Few people are aware that alliums may be appreciated indoors just as much. To lessen the oniony scent of a cut flower, add a drop of bleach to the water, or change the water frequently. They shouldn’t need to be rearranged for up to 14 days in order to maintain their appearance. Alliums also produce good dried flowers that keep well indoors for a long time. My acquaintance preserved her vibrant alliums in a hallway vase for three years.

Allium varieties

  • Atropurpureum Allium This Eastern European species, with its reddish-purple, blue-purple, and deep pink blossoms, really values a location in the sun. Plant in groups. Additionally, roses go great with it. 85 cm tall.
  • Gladiator Allium
  • Each enormous flower head is 20 cm in diameter or larger and is filled with numerous tiny florets, each of which is a deep pink or rose-purple. Take a close look at the flowerheads since there is more to notice the closer you look. One of the tallest varieties is this one. and up to 140 cm tall.
  • Mount Everest, Allium
  • This beautiful species grows to a height of about a meter and has balls of 50 or more white, pointed blooms on top. They endure for several months. To make a beautiful backdrop for additional plants, use it at the back of flower borders. 95 cm tall.
  • Ambassador for Allium
  • An beautiful giant, its flower head is made up of small star blossoms and is a vibrant purple color. Early summer brings five weeks of flowering, while late summer brings lovely seed heads. 140 cm or shorter.
  • Purple Allium Sensation
  • among the greatest. A stunning image is created by the 100 or more lavender stars that emerge from the flower stalk’s tip. Discover why this is one of the nicest plants to have in your yard by planting multiple bulbs near to one another. 75 cm tall.
  • sphaerocephalon allium
  • The flower head is packed with several blossoms that change color from green to red or rose-purple.
  • Forelock Allium
  • This type has only recently become accessible. If you look closely, you can almost make out hundreds of small, full-cheeked faces with silvery whiskers and spiky, red and white hair. 60 centimeters in height.
  • Drops of allium green
  • This new variation for 2017 will have you looking twice! From the primary flower head, little florets protrude from the flowers. Don’t wait to place your order if you absolutely must have genuine collectors’ products because it is a brand-new and rare type. 70 cm tall.
  • A. nevskianum Allium
  • Dark pink, deep crimson, or purple wide flower heads that are close to the ground and positioned between two broad leaves. 15 centimeters tall.
  • Silver Spring Allium
  • This allium is a gem and has a strong scent. Six petals and a rich purple center with a jewel-like radiance define its clear white to blush pink blossoms. 70 cm tall.

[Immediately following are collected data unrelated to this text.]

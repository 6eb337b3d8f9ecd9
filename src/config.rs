// Configuration module for termclip
// Defaults, then ~/.config/termclip/config.toml, then TERMCLIP_* variables

mod types;

pub use types::{Config, CopyConfig, DEFAULT_OSC52_MAX_B64};

use std::fs;
use std::path::{Path, PathBuf};

use crate::environment::{self, EnvSnapshot};

/// Result of loading configuration
pub struct ConfigResult {
    pub config: Config,
    pub warnings: Vec<String>,
}

/// Loads configuration from the config file and the environment snapshot
///
/// Never fails: unreadable or malformed input falls back to the lower
/// layer's values and records a warning.
pub fn load_config(snapshot: &EnvSnapshot) -> ConfigResult {
    let mut result = load_config_file(&get_config_path());
    apply_env_overrides(&mut result, snapshot);
    result
}

/// Loads the TOML config file at `path`
/// Returns default configuration if file doesn't exist or on parse errors
pub fn load_config_file(path: &Path) -> ConfigResult {
    // If file doesn't exist, return defaults silently
    if !path.exists() {
        return ConfigResult {
            config: Config::default(),
            warnings: Vec::new(),
        };
    }

    let contents = match fs::read_to_string(path) {
        Ok(contents) => contents,
        Err(e) => {
            return ConfigResult {
                config: Config::default(),
                warnings: vec![format!("Failed to read config: {}", e)],
            };
        }
    };

    match toml::from_str::<Config>(&contents) {
        Ok(config) => ConfigResult {
            config,
            warnings: Vec::new(),
        },
        Err(e) => ConfigResult {
            config: Config::default(),
            warnings: vec![format!("Invalid config: {}", e)],
        },
    }
}

/// Applies `TERMCLIP_*` variables on top of the file configuration
///
/// A set flag variable wins over the file in both directions; only the
/// exact value `1` turns it on.
pub fn apply_env_overrides(result: &mut ConfigResult, snapshot: &EnvSnapshot) {
    let config = &mut result.config;

    if snapshot.is_set(environment::FORCE_OSC52) {
        config.copy.force_osc52 = snapshot.flag(environment::FORCE_OSC52);
    }
    if snapshot.is_set(environment::FORCE_NATIVE) {
        config.copy.force_native = snapshot.flag(environment::FORCE_NATIVE);
    }
    if snapshot.is_set(environment::DEBUG) {
        config.debug = snapshot.flag(environment::DEBUG);
    }

    if let Some(raw) = snapshot.var(environment::OSC52_MAX_B64) {
        match raw.trim().parse::<usize>() {
            Ok(max) => config.copy.osc52_max_b64 = max,
            Err(_) => result.warnings.push(format!(
                "Ignoring {}={:?}: not a non-negative integer (using {})",
                environment::OSC52_MAX_B64,
                raw,
                config.copy.osc52_max_b64
            )),
        }
    }
}

/// Returns the path to the configuration file
///
/// Always uses ~/.config/termclip/config.toml on all platforms for consistency.
fn get_config_path() -> PathBuf {
    dirs::home_dir()
        .unwrap_or_else(|| PathBuf::from("."))
        .join(".config")
        .join("termclip")
        .join("config.toml")
}

#[cfg(test)]
#[path = "config_tests.rs"]
mod config_tests;
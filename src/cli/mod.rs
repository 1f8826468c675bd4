// ABOUTME: CLI argument parsing and command routing for ovh
//
// Provides command-line interface for:
// - Issuing pooled HTTPS requests to URLs or overlay services (request)
// - Printing the effective merged configuration (config)

pub mod config;
pub mod request;

use clap::{Parser, Subcommand, ValueEnum};
use std::path::PathBuf;

/// Pooled HTTPS requests over an overlay network
#[derive(Parser)]
#[command(name = "ovh")]
#[command(author, version, about, long_about = None)]
pub struct Cli {
    #[command(subcommand)]
    pub command: Commands,

    /// Config file layered on top of the local and user config
    #[arg(long, global = true)]
    pub config: Option<PathBuf>,

    /// Output format
    #[arg(long, global = true, default_value = "text")]
    pub format: OutputFormat,

    /// Log to stderr as JSON lines
    #[arg(long, global = true)]
    pub log_json: bool,

    /// Also write JSON logs to a timestamped file in this directory
    #[arg(long, global = true)]
    pub log_dir: Option<PathBuf>,
}

/// Output format for commands
#[derive(Clone, Copy, Debug, Default, PartialEq, Eq, ValueEnum)]
pub enum OutputFormat {
    #[default]
    Text,
    Json,
}

/// Available CLI commands
#[derive(Subcommand)]
pub enum Commands {
    /// Send one or more requests through a shared client pool
    Request(RequestArgs),

    /// Print the effective configuration
    Config,
}

/// Arguments for the request command
#[derive(clap::Args, Debug, Clone)]
pub struct RequestArgs {
    /// URL (https://host[:port]/path) or service name
    pub target: String,

    /// HTTP method
    #[arg(long, short = 'X', default_value = "GET")]
    pub method: String,

    /// Request path (defaults to the URL path, or / for services)
    #[arg(long)]
    pub path: Option<String>,

    /// Header as name:value (repeatable)
    #[arg(long = "header", short = 'H')]
    pub headers: Vec<String>,

    /// Request body
    #[arg(long, short = 'd')]
    pub data: Option<String>,

    /// Service endpoint as name=host:port (repeatable)
    #[arg(long = "service")]
    pub services: Vec<String>,

    /// Number of concurrent copies of the request
    #[arg(long, short = 'n', default_value = "1")]
    pub repeat: usize,

    /// Override the configured pool size
    #[arg(long)]
    pub pool_size: Option<usize>,
}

I hope I have piqued your interest in the lovely ornamental onions. Grow a handful of these magnificent Allium bulbs, and I promise that people will assume you hired a skilled landscape architect!

The Allium Conundrum has a solution: 3) Tulip. According to botany, alliums are a part of the Allioideae plant subfamily, which belongs to the Amaryllidaceae family, which also includes daffodils, crocuses, and many other bulbous plants, such as amaryllis. But tulips belong to a separate plant family, Liliaceae, which also includes lilies, fritillaries, and dog’s tooth violet (erythronium).